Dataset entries
================
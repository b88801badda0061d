// ABOUTME: Cartesian expansion of a parameter matrix into an ordered list of Jobs
// ABOUTME: Applies exclude rules to the product, then appends de-duplicated include rules

use indexmap::IndexMap;
use serde_json::Value;
use tracing::debug;

use super::error::{MatrixError, Result};
use super::job::{Job, JobOrigin};
use crate::template::stringify;

/// Ordered axis name to value list mapping.
pub type Matrix = IndexMap<String, Vec<Value>>;

/// Partial axis assignment used by include and exclude rules.
pub type MatrixRule = IndexMap<String, Value>;

#[derive(Debug, Default, Clone, Copy)]
pub struct MatrixExpander;

impl MatrixExpander {
    pub fn new() -> Self {
        Self
    }

    /// Expand `matrix` into Jobs.
    ///
    /// The product varies the first declared axis slowest. Every rule is
    /// checked before any Job is produced.
    pub fn expand(
        &self,
        matrix: &Matrix,
        include: &[MatrixRule],
        exclude: &[MatrixRule],
    ) -> Result<Vec<Job>> {
        self.check_axes(matrix)?;
        self.check_rules("include", include, matrix)?;
        self.check_rules("exclude", exclude, matrix)?;

        let product = self.product(matrix);
        let product_size = product.len();

        let mut assignments: Vec<(IndexMap<String, Value>, JobOrigin)> = product
            .into_iter()
            .filter(|assignment| !exclude.iter().any(|rule| rule_matches(assignment, rule)))
            .map(|assignment| (assignment, JobOrigin::Product))
            .collect();
        let excluded = product_size - assignments.len();

        let mut included = 0;
        for rule in include {
            let ordered = order_by_axes(rule, matrix);
            let duplicate = assignments
                .iter()
                .any(|(existing, _)| same_assignment(existing, &ordered));
            if duplicate {
                debug!("Include rule {:?} already present, skipping", rule);
                continue;
            }
            assignments.push((ordered, JobOrigin::Include));
            included += 1;
        }

        debug!(
            "Expanded matrix: {} product points, {} excluded, {} included, {} jobs",
            product_size,
            excluded,
            included,
            assignments.len()
        );

        Ok(assignments
            .into_iter()
            .enumerate()
            .map(|(ordinal, (assignment, origin))| Job::new(ordinal, assignment, origin))
            .collect())
    }

    fn check_axes(&self, matrix: &Matrix) -> Result<()> {
        for (axis, values) in matrix {
            if values.is_empty() {
                return Err(MatrixError::EmptyAxis { axis: axis.clone() });
            }
        }
        Ok(())
    }

    fn check_rules(&self, kind: &str, rules: &[MatrixRule], matrix: &Matrix) -> Result<()> {
        for (index, rule) in rules.iter().enumerate() {
            if rule.is_empty() {
                return Err(MatrixError::EmptyRule {
                    rule: kind.to_string(),
                    index,
                });
            }
            if let Some(axis) = rule.keys().find(|axis| !matrix.contains_key(*axis)) {
                return Err(MatrixError::UndeclaredAxis {
                    rule: kind.to_string(),
                    index,
                    axis: axis.clone(),
                    declared: matrix.keys().cloned().collect::<Vec<_>>().join(", "),
                });
            }
        }
        Ok(())
    }

    fn product(&self, matrix: &Matrix) -> Vec<IndexMap<String, Value>> {
        let mut combinations = vec![IndexMap::new()];
        for (axis, values) in matrix {
            let mut next = Vec::with_capacity(combinations.len() * values.len());
            for combination in &combinations {
                for value in values {
                    let mut extended = combination.clone();
                    extended.insert(axis.clone(), value.clone());
                    next.push(extended);
                }
            }
            combinations = next;
        }
        combinations
    }
}

/// True when every pair of `rule` agrees with `assignment`.
fn rule_matches(assignment: &IndexMap<String, Value>, rule: &MatrixRule) -> bool {
    rule.iter().all(|(axis, expected)| {
        assignment
            .get(axis)
            .map(|actual| values_match(actual, expected))
            .unwrap_or(false)
    })
}

/// Matrix values match when equal or when they render to the same text,
/// so `100` in a rule matches `"100"` on an axis.
fn values_match(actual: &Value, expected: &Value) -> bool {
    actual == expected || stringify(actual) == stringify(expected)
}

fn same_assignment(existing: &IndexMap<String, Value>, candidate: &IndexMap<String, Value>) -> bool {
    existing.len() == candidate.len() && rule_matches(existing, candidate)
}

fn order_by_axes(rule: &MatrixRule, matrix: &Matrix) -> IndexMap<String, Value> {
    matrix
        .keys()
        .filter_map(|axis| rule.get(axis).map(|value| (axis.clone(), value.clone())))
        .collect()
}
================
**What you have to do**
Every entry above should be returned exactly as written.

**Result of the exercise**
repository b88801badda0061d
// ABOUTME: Cartesian expansion of a parameter matrix into an ordered list of Jobs
// ABOUTME: Applies exclude rules to the product, then appends de-duplicated include rules

use indexmap::IndexMap;
use serde_json::Value;
use tracing::debug;

use super::error::{MatrixError, Result};
use super::job::{Job, JobOrigin};
use crate::template::stringify;

/// Ordered axis name to value list mapping.
pub type Matrix = IndexMap<String, Vec<Value>>;

/// Partial axis assignment used by include and exclude rules.
pub type MatrixRule = IndexMap<String, Value>;

#[derive(Debug, Default, Clone, Copy)]
pub struct MatrixExpander;

impl MatrixExpander {
    pub fn new() -> Self {
        Self
    }

    /// Expand `matrix` into Jobs.
    ///
    /// The product varies the first declared axis slowest. Every rule is
    /// checked before any Job is produced.
    pub fn expand(
        &self,
        matrix: &Matrix,
        include: &[MatrixRule],
        exclude: &[MatrixRule],
    ) -> Result<Vec<Job>> {
        self.check_axes(matrix)?;
        self.check_rules("include", include, matrix)?;
        self.check_rules("exclude", exclude, matrix)?;

        let product = self.product(matrix);
        let product_size = product.len();

        let mut assignments: Vec<(IndexMap<String, Value>, JobOrigin)> = product
            .into_iter()
            .filter(|assignment| !exclude.iter().any(|rule| rule_matches(assignment, rule)))
            .map(|assignment| (assignment, JobOrigin::Product))
            .collect();
        let excluded = product_size - assignments.len();

        let mut included = 0;
        for rule in include {
            let ordered = order_by_axes(rule, matrix);
            let duplicate = assignments
                .iter()
                .any(|(existing, _)| same_assignment(existing, &ordered));
            if duplicate {
                debug!("Include rule {:?} already present, skipping", rule);
                continue;
            }
            assignments.push((ordered, JobOrigin::Include));
            included += 1;
        }

        debug!(
            "Expanded matrix: {} product points, {} excluded, {} included, {} jobs",
            product_size,
            excluded,
            included,
            assignments.len()
        );

        Ok(assignments
            .into_iter()
            .enumerate()
            .map(|(ordinal, (assignment, origin))| Job::new(ordinal, assignment, origin))
            .collect())
    }

    fn check_axes(&self, matrix: &Matrix) -> Result<()> {
        for (axis, values) in matrix {
            if values.is_empty() {
                return Err(MatrixError::EmptyAxis { axis: axis.clone() });
            }
        }
        Ok(())
    }

    fn check_rules(&self, kind: &str, rules: &[MatrixRule], matrix: &Matrix) -> Result<()> {
        for (index, rule) in rules.iter().enumerate() {
            if rule.is_empty() {
                return Err(MatrixError::EmptyRule {
                    rule: kind.to_string(),
                    index,
                });
            }
            if let Some(axis) = rule.keys().find(|axis| !matrix.contains_key(*axis)) {
                return Err(MatrixError::UndeclaredAxis {
                    rule: kind.to_string(),
                    index,
                    axis: axis.clone(),
                    declared: matrix.keys().cloned().collect::<Vec<_>>().join(", "),
                });
            }
        }
        Ok(())
    }

    fn product(&self, matrix: &Matrix) -> Vec<IndexMap<String, Value>> {
        let mut combinations = vec![IndexMap::new()];
        for (axis, values) in matrix {
            let mut next = Vec::with_capacity(combinations.len() * values.len());
            for combination in &combinations {
                for value in values {
                    let mut extended = combination.clone();
                    extended.insert(axis.clone(), value.clone());
                    next.push(extended);
                }
            }
            combinations = next;
        }
        combinations
    }
}

/// True when every pair of `rule` agrees with `assignment`.
fn rule_matches(assignment: &IndexMap<String, Value>, rule: &MatrixRule) -> bool {
    rule.iter().all(|(axis, expected)| {
        assignment
            .get(axis)
            .map(|actual| values_match(actual, expected))
            .unwrap_or(false)
    })
}

/// Matrix values match when equal or when they render to the same text,
/// so `100` in a rule matches `"100"` on an axis.
fn values_match(actual: &Value, expected: &Value) -> bool {
    actual == expected || stringify(actual) == stringify(expected)
}

fn same_assignment(existing: &IndexMap<String, Value>, candidate: &IndexMap<String, Value>) -> bool {
    existing.len() == candidate.len() && rule_matches(existing, candidate)
}

fn order_by_axes(rule: &MatrixRule, matrix: &Matrix) -> IndexMap<String, Value> {
    matrix
        .keys()
        .filter_map(|axis| rule.get(axis).map(|value| (axis.clone(), value.clone())))
        .collect()
}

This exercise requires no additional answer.